I found a new endocrinologist. I got new meds. I feel so much better. I haven’t lost much weight, but this might just be my new normal. I am in pseudo-menopause, you know. But you know what’s different this time? I’m beginning to be ok with it. I am not constantly exhausted and my depression is better. I feel…back to normal. It feels so good.
I have said this every year since…1990? I’m going to stop berating myself for not being perfect. But I think this year is my year. I feel like I might be able to silence the demons in my head.
Trying to be perfect
Worrying about my looks
Comparing myself to others
Trying to lose weight
Trying to have the perfect body
Wishing I had my old body
Feeling lazy if I’m not constantly busy
Feeling guilty…for everything
Talking negatively to myself constantly
Feeling like I don’t measure up…as a mother, a wife, a friend, a teacher, a daughter, a sister
Putting myself last
Going and going until I feel like I might collapse.

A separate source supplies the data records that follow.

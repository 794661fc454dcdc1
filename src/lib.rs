pub mod config;
pub mod error;
pub mod fetch;
pub mod pipeline;
pub mod process;
pub mod render;
pub mod schema;

pub use config::{CatalogConfig, ImagePrecedence};
pub use error::{ProbeError, SchemaError};
pub use pipeline::{Catalog, Pipeline};
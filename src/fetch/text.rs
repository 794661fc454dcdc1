// src/fetch/text.rs

use anyhow::{Context, Result};
use reqwest::{header::CACHE_CONTROL, Client, StatusCode};
use std::time::Duration;
use tokio::time::sleep;
use tracing::{debug, error, instrument, warn};
use url::Url;

const INITIAL_BACKOFF: Duration = Duration::from_millis(500);

async fn get_text_core(client: &Client, url: &Url) -> Result<String> {
    debug!("Fetching text from {}", url);
    let bytes = client
        .get(url.clone())
        .header(CACHE_CONTROL, "no-cache")
        .send()
        .await
        .with_context(|| format!("GET {} failed", url))?
        .error_for_status()
        .with_context(|| format!("Non-success status {}", url))?
        .bytes()
        .await
        .with_context(|| format!("Reading body from {}", url))?;
    Ok(String::from_utf8_lossy(&bytes).into_owned())
}

/// Server errors and failures without any response may clear up; any other
/// status (a 404 for a missing file) will not.
fn is_transient(status: Option<StatusCode>) -> bool {
    status.map_or(true, |s| s.is_server_error())
}

fn should_retry(err: &anyhow::Error) -> bool {
    is_transient(err.downcast_ref::<reqwest::Error>().and_then(|e| e.status()))
}

/// GET with doubling backoff, repeated at most `max_retries` times and only
/// for transient failures.
async fn fetch_remote_text(
    client: &Client,
    url: &Url,
    max_retries: u32,
    initial_backoff: Duration,
) -> Result<String> {
    let mut backoff = initial_backoff;
    let mut attempt = 0;
    loop {
        let err = match get_text_core(client, url).await {
            Ok(text) => return Ok(text),
            Err(e) => e,
        };
        if !should_retry(&err) {
            error!(%url, error = %err, "request rejected, not retrying");
            return Err(err);
        }
        if attempt == max_retries {
            error!(%url, attempts = attempt + 1, error = %err, "giving up");
            return Err(err);
        }
        attempt += 1;
        warn!(
            %url,
            attempt,
            delay_ms = backoff.as_millis() as u64,
            error = %err,
            "transient failure, retrying"
        );
        sleep(backoff).await;
        backoff *= 2;
    }
}

/// Load the catalog text from an http(s) URL or a local file.
///
/// Invalid UTF-8 is replaced rather than rejected; a leading BOM is kept and
/// left to the parser.
#[instrument(level = "info", skip(client))]
pub async fn load_text(client: &Client, source: &str, max_retries: u32) -> Result<String> {
    if super::is_remote(source) {
        let url = Url::parse(source).with_context(|| format!("parsing source URL {}", source))?;
        return fetch_remote_text(client, &url, max_retries, INITIAL_BACKOFF).await;
    }
    let bytes = tokio::fs::read(source)
        .await
        .with_context(|| format!("reading {}", source))?;
    Ok(String::from_utf8_lossy(&bytes).into_owned())
}

#[cfg(test)]
mod tests {
    use super::*;
    use std::io::Write;
    use std::sync::atomic::{AtomicUsize, Ordering};
    use std::sync::Arc;
    use tempfile::NamedTempFile;
    use tokio::io::{AsyncReadExt, AsyncWriteExt};
    use tokio::net::TcpListener;

    /// Local server answering every request with `status`; returns its URL
    /// and the number of requests served.
    async fn serve_status(status: &'static str) -> Result<(Url, Arc<AtomicUsize>)> {
        let listener = TcpListener::bind("127.0.0.1:0").await?;
        let url = Url::parse(&format!("http://{}/animals.csv", listener.local_addr()?))?;
        let hits = Arc::new(AtomicUsize::new(0));
        let counter = hits.clone();
        tokio::spawn(async move {
            while let Ok((mut socket, _)) = listener.accept().await {
                counter.fetch_add(1, Ordering::SeqCst);
                let mut buf = [0u8; 1024];
                let _ = socket.read(&mut buf).await;
                let response = format!(
                    "HTTP/1.1 {}\r\nContent-Length: 0\r\nConnection: close\r\n\r\n",
                    status
                );
                let _ = socket.write_all(response.as_bytes()).await;
                let _ = socket.shutdown().await;
            }
        });
        Ok((url, hits))
    }

    #[test]
    fn test_transient_statuses() {
        assert!(is_transient(None));
        assert!(is_transient(Some(StatusCode::INTERNAL_SERVER_ERROR)));
        assert!(is_transient(Some(StatusCode::SERVICE_UNAVAILABLE)));
        assert!(!is_transient(Some(StatusCode::NOT_FOUND)));
        assert!(!is_transient(Some(StatusCode::FORBIDDEN)));
    }

    #[tokio::test]
    async fn test_not_found_is_not_retried() -> Result<()> {
        let (url, hits) = serve_status("404 Not Found").await?;
        let err = fetch_remote_text(&Client::new(), &url, 3, Duration::from_millis(10))
            .await
            .unwrap_err();
        assert!(!should_retry(&err));
        assert_eq!(hits.load(Ordering::SeqCst), 1);
        Ok(())
    }

    #[tokio::test]
    async fn test_server_error_is_retried() -> Result<()> {
        let (url, hits) = serve_status("503 Service Unavailable").await?;
        let err = fetch_remote_text(&Client::new(), &url, 2, Duration::from_millis(10))
            .await
            .unwrap_err();
        assert!(should_retry(&err));
        assert_eq!(hits.load(Ordering::SeqCst), 3);
        Ok(())
    }

    #[tokio::test]
    async fn test_load_local_file_keeps_bom() -> Result<()> {
        let mut tmp = NamedTempFile::new()?;
        tmp.write_all("\u{feff}種類,毛色\r\nトイプードル,レッド\r\n".as_bytes())?;

        let text = load_text(&Client::new(), &tmp.path().to_string_lossy(), 0).await?;
        assert!(text.starts_with('\u{feff}'));
        assert!(text.contains("トイプードル"));
        Ok(())
    }

    #[tokio::test]
    async fn test_load_local_file_lossy() -> Result<()> {
        let mut tmp = NamedTempFile::new()?;
        tmp.write_all(b"a,b\n\xff,2\n")?;

        let text = load_text(&Client::new(), &tmp.path().to_string_lossy(), 0).await?;
        assert_eq!(text, "a,b\n\u{fffd},2\n");
        Ok(())
    }

    #[tokio::test]
    async fn test_missing_file_is_an_error() {
        let err = load_text(&Client::new(), "/definitely/not/here/animals.csv", 0)
            .await
            .unwrap_err();
        assert!(err.to_string().contains("animals.csv"));
    }

    /// Manual check against a live server: set CATALOG_TEST_URL and run with `--ignored`.
    #[tokio::test]
    #[ignore]
    async fn manual_remote_fetch() -> Result<()> {
        let url = std::env::var("CATALOG_TEST_URL")?;
        let text = load_text(&Client::new(), &url, 2).await?;
        println!("fetched {} bytes", text.len());
        Ok(())
    }
}
pub mod csv;
pub mod key;
pub mod project;
pub mod table;

pub use csv::{parse_table, Delimiter};
pub use key::normalize_key;
pub use project::{attach_images, number_label, project_rows, publish, PublishedRecord, Record};
pub use table::Table;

You know what I’m going to do?
I’m going to START:
Practicing gratefulness for everything I have
Saying positive things about myself
Take time just for me
Rest when I’m tired
Eat because I’m hungry, to nourish, to be healthy
Work out because it makes me feel good and not to punish myself
Being proud of myself for everything I am
Remembering that I’m a freaking warrior for everything I’ve been through and all I still have do deal with
Loving the crap out of this life I’m blessed to live.
What are you going to stop this year…and what will you start?